Robbie Baxter [00:30:58] Great. And speed round. I have a couple of quick questions for you, and I just want you to answer the first thing that comes to your head, and we’ll go really quick. What was the first subscription you ever remember subscribing to?

Greg Piechota [00:31:10] Oh, gosh. It must have been probably a cable. Cable subscription, yes.

Robbie Baxter [00:31:18] And what is your favorite subscription today?

Greg Piechota [00:31:21] My favorite subscription today. I think Zipcar. I don’t have a car. I live in a medieval town. So there is no place to park. And I’m using Zipcar. So there are cars parked around, you know, in some places. And I can just use my mobile phone to book it immediately, open it and ride somewhere. I just think it’s amazing how you can use subscriptions to get a car.

Robbie Baxter [00:31:44] That’s wonderful. What would you say is your superpower?

Greg Piechota [00:31:48] My superpower, I think, is making very complex things sound simple so people can better make decisions about them. This is I think is my power as an editor and hopefully as an academic.

Robbie Baxter [00:32:02] And what do your colleagues hate about working with you and what do they love about working with you?

Greg Piechota [00:32:09] I guess, you know, if I were to talk about my former employees, I was running a newsroom of 500 people. So they hated unrelentless. I’m a I’m a workaholic. I’m always on. And if I needed to learn something and improve was that I was always on. I was always asking and demanding. So this is my, so imagine basically as sort of a monster. So this is who I was as a manager and perhaps I can improve now. Working, but working very differently.

Robbie Baxter [00:32:43] And what do people love about working with you?
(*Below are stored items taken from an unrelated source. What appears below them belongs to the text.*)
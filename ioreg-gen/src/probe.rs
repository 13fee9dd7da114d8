//! Generation of the C source that is compiled for every target variant.
//!
//! Each candidate becomes a global data object guarded by `#ifdef`. A candidate that
//! does not exist on a variant is simply not emitted, so its absence can be told apart
//! from a value of zero.

use std::fmt::Write;

use crate::universe::{SymbolUniverse, UniverseKind};

/// Type of the register probes. The value stored is the register address.
const REGISTER_PROBE_TYPE: &str = "io_ptr_t";

/// Type of the constant probes, wide enough for any layout constant.
const CONSTANT_PROBE_TYPE: &str = "uint32_t";

/// Renders the probe source for the given universes.
///
/// `header` is the device header that defines the candidates, e.g. `avr/io.h`.
pub fn synthesize(
    header: &str,
    registers: &SymbolUniverse,
    constants: &SymbolUniverse,
) -> Result<String, std::fmt::Error> {
    let mut source = String::new();
    render(&mut source, header, registers, constants)?;

    Ok(source)
}

fn render(
    out: &mut String,
    header: &str,
    registers: &SymbolUniverse,
    constants: &SymbolUniverse,
) -> std::fmt::Result {
    writeln!(out, "/* GENERATED - DO NOT EDIT! */")?;
    writeln!(out)?;
    writeln!(out, "#include <{header}>")?;
    writeln!(out, "#include <stdint.h>")?;
    writeln!(out)?;
    writeln!(out, "typedef volatile void *{REGISTER_PROBE_TYPE};")?;
    writeln!(out)?;

    for universe in [registers, constants] {
        for candidate in &universe.candidates {
            write_probe(out, universe.kind, candidate)?;
        }
    }

    writeln!(out, "int main(void) {{ return 0; }}")
}

fn write_probe(out: &mut String, kind: UniverseKind, name: &str) -> std::fmt::Result {
    let prefix = kind.probe_prefix();

    writeln!(out, "#ifdef {name}")?;
    match kind {
        UniverseKind::Register => {
            writeln!(out, "{REGISTER_PROBE_TYPE} {prefix}{name} = &{name};")?
        }
        UniverseKind::Constant => {
            writeln!(out, "{CONSTANT_PROBE_TYPE} {prefix}{name} = {name};")?
        }
    }
    writeln!(out, "#endif")?;
    writeln!(out)
}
Greg Piechota [00:32:45] I think because I’m focused on long term relationships. I, I think I help people improve and to discover, you know, their super powers. So I had you know, I had very low, not that many people wanted to leave work with me. And I’m very proud of it.

Robbie Baxter [00:33:07] That’s it. That’s high praise. This was wonderful. I certainly got some some great nuggets, some takeaways. And I’m sure that the listeners did, too. This was Greg Piechota. Thank you so much for joining us on Subscription Stories.

Greg Piechota [00:33:23] Thank you very much. The pleasure was mine.

Robbie Baxter [00:33:30] Thanks for listening, everyone. This has been Subscription Stories. Today, I was talking to Greg Piechota, Researcher in Residence at the International News Media Association, to hear more success stories of entrepreneurs creating their Forever Transaction in this new and exciting Membership Economy, subscribe to my podcast wherever you download your podcasts. Also, if you like what you’re hearing, please give us a rating and review. They mean so much. Thanks for listening and for your support.

Robbie Baxter [00:34:05] To learn more about the International News Media Association, go to INMA.org. I’m Robbie Kellman Baxter.

Greg’s Bio:

Grzegorz “Greg” Piechota studies technology-enabled disruption patterns across industries, with a focus on business model innovation in news media. Greg is a former media executive with 20+ years of industry experience. He began his career at Poland’s Gazeta Wyborcza in 1996 as a reporter in one of the smallest local offices, and then rising to a news editor and a vice-president of Agora Foundation. He was a Nieman Fellow at Harvard University from 2015-2016 and continued as a Research Associate at Harvard Business School for three more years. Following his time at Harvard, he moved to Oxford where he conducted research at the Reuters Institute for the Study of Journalism. He now serves as a Researcher-In-Residence at the International News Media Association (INMA), and a board member at various media, software, and e-commerce companies.

 

“There are many industries who are digitally transformed or digitally disrupted. And actually you can learn a lot by studying a different industry.”